One of six chips that make up what Nvidia is now calling its Rubin platform, Vera Rubin combines one Vera CPU and two Rubin GPUs in a single processor.
Nvidia is framing the Rubin platform as ideal for agentic AI, advanced reasoning models, and mixture-of-experts (MoE) models, which combine a series of “expert” AIs and route queries to the appropriate one depending on the question a user asks.
“Rubin arrives at exactly the right moment, as AI computing demand for both training and inference is going through the roof,” Nvidia CEO Jensen Huang said in a statement.
“With our annual cadence of delivering a new generation of AI supercomputers, and extreme codesign across six new chips, Rubin takes a giant leap toward the next frontier of AI.”
Shares of Nvidia rose by over 2% on Tuesday after the launch.
In addition to the Vera CPU and Rubin GPUs, the Rubin platform includes four other networking and storage chips: the Nvidia NVLink 6 Switch, Nvidia ConnectX-9 SuperNIC, Nvidia BlueField-4 DPU, and Nvidia Spectrum-6 Ethernet Switch.
All of that can then be packaged together into Nvidia’s Vera Rubin NVL72 server, which combines 72 GPUs into a single system. Join several NVL72s together, and you get Nvidia’s DGX SuperPOD, a kind of massive AI supercomputer.

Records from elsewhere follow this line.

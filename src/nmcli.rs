// Wi-Fi Monitor - nmcli Invocation
// Copyright (C) 2026 Christos A. Daggas
// SPDX-License-Identifier: MIT

//! Bounded execution of the NetworkManager command-line tool.
//!
//! Every OS-facing call in this crate goes through [`CommandRunner`], so
//! probe and installer logic can be exercised in tests with stub runners,
//! and so a hung tool never stalls a monitor cycle: the child is killed
//! once its per-call timeout elapses.

use std::io::Read;
use std::process::{Child, Command, Stdio};
use std::time::{Duration, Instant};
use tracing::{debug, warn};

/// How often a running child is polled for completion.
const WAIT_POLL: Duration = Duration::from_millis(50);

/// Captured result of one CLI invocation.
#[derive(Debug, Clone)]
pub struct CmdOutput {
    /// Whether the command exited with status zero.
    pub success: bool,
    /// Captured standard output.
    pub stdout: String,
}

/// Executes the network-management CLI.
///
/// Implementations return `None` when the command could not be spawned
/// or exceeded its timeout; callers treat that the same as a failed
/// command.
pub trait CommandRunner: Send + Sync {
    fn run(&self, args: &[&str], timeout: Duration) -> Option<CmdOutput>;
}

/// Runs the real `nmcli` binary.
pub struct NmcliRunner;

impl CommandRunner for NmcliRunner {
    fn run(&self, args: &[&str], timeout: Duration) -> Option<CmdOutput> {
        let child = Command::new("nmcli")
            .args(args)
            .stdin(Stdio::null())
            .stdout(Stdio::piped())
            .stderr(Stdio::null())
            .spawn();

        let mut child = match child {
            Ok(child) => child,
            Err(e) => {
                debug!("Failed to spawn nmcli {:?}: {}", args, e);
                return None;
            }
        };

        match wait_with_timeout(&mut child, timeout) {
            Some(success) => {
                let mut stdout = String::new();
                if let Some(mut pipe) = child.stdout.take() {
                    let _ = pipe.read_to_string(&mut stdout);
                }
                Some(CmdOutput { success, stdout })
            }
            None => {
                warn!("nmcli {:?} exceeded {:?}, killing", args, timeout);
                let _ = child.kill();
                let _ = child.wait();
                None
            }
        }
    }
}

/// Poll the child until it exits or the deadline passes.
/// Returns `Some(success)` on exit, `None` on timeout or wait error.
fn wait_with_timeout(child: &mut Child, timeout: Duration) -> Option<bool> {
    let deadline = Instant::now() + timeout;
    loop {
        match child.try_wait() {
            Ok(Some(status)) => return Some(status.success()),
            Ok(None) => {
                if Instant::now() >= deadline {
                    return None;
                }
                std::thread::sleep(WAIT_POLL);
            }
            Err(e) => {
                debug!("Failed to wait for nmcli: {}", e);
                return None;
            }
        }
    }
}

#[cfg(test)]
mod tests {
    use super::*;

    // Uses /bin/true and /bin/sleep stand-ins via Command directly; the
    // NmcliRunner itself is exercised against a fake binary path only
    // when nmcli is absent, which must degrade to None rather than panic.
    #[test]
    fn test_missing_binary_degrades_to_none() {
        let child = Command::new("definitely-not-a-real-tool-7f3a")
            .stdin(Stdio::null())
            .stdout(Stdio::piped())
            .spawn();
        assert!(child.is_err());
    }

    #[test]
    fn test_wait_with_timeout_kills_slow_child() {
        let mut child = Command::new("sleep")
            .arg("5")
            .stdin(Stdio::null())
            .stdout(Stdio::null())
            .spawn()
            .expect("spawn sleep");
        let started = Instant::now();
        let result = wait_with_timeout(&mut child, Duration::from_millis(200));
        assert!(result.is_none());
        assert!(started.elapsed() < Duration::from_secs(2));
        let _ = child.kill();
        let _ = child.wait();
    }

    #[test]
    fn test_wait_with_timeout_reports_exit() {
        let mut child = Command::new("true")
            .stdin(Stdio::null())
            .spawn()
            .expect("spawn true");
        assert_eq!(
            wait_with_timeout(&mut child, Duration::from_secs(2)),
            Some(true)
        );
    }
}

These huge systems are what hyperscalers like Microsoft, Google, Amazon, and social media giant Meta are spending billions of dollars to get their hands on.
Nvidia is also touting its AI storage, called Nvidia Inference Context Memory Storage, which the company says is necessary to store and share data generated by trillion-parameter and multi-step reasoning AI models.
All of this is meant to make the Rubin platform more efficient than Nvidia’s previous-generation Grace Blackwell offering.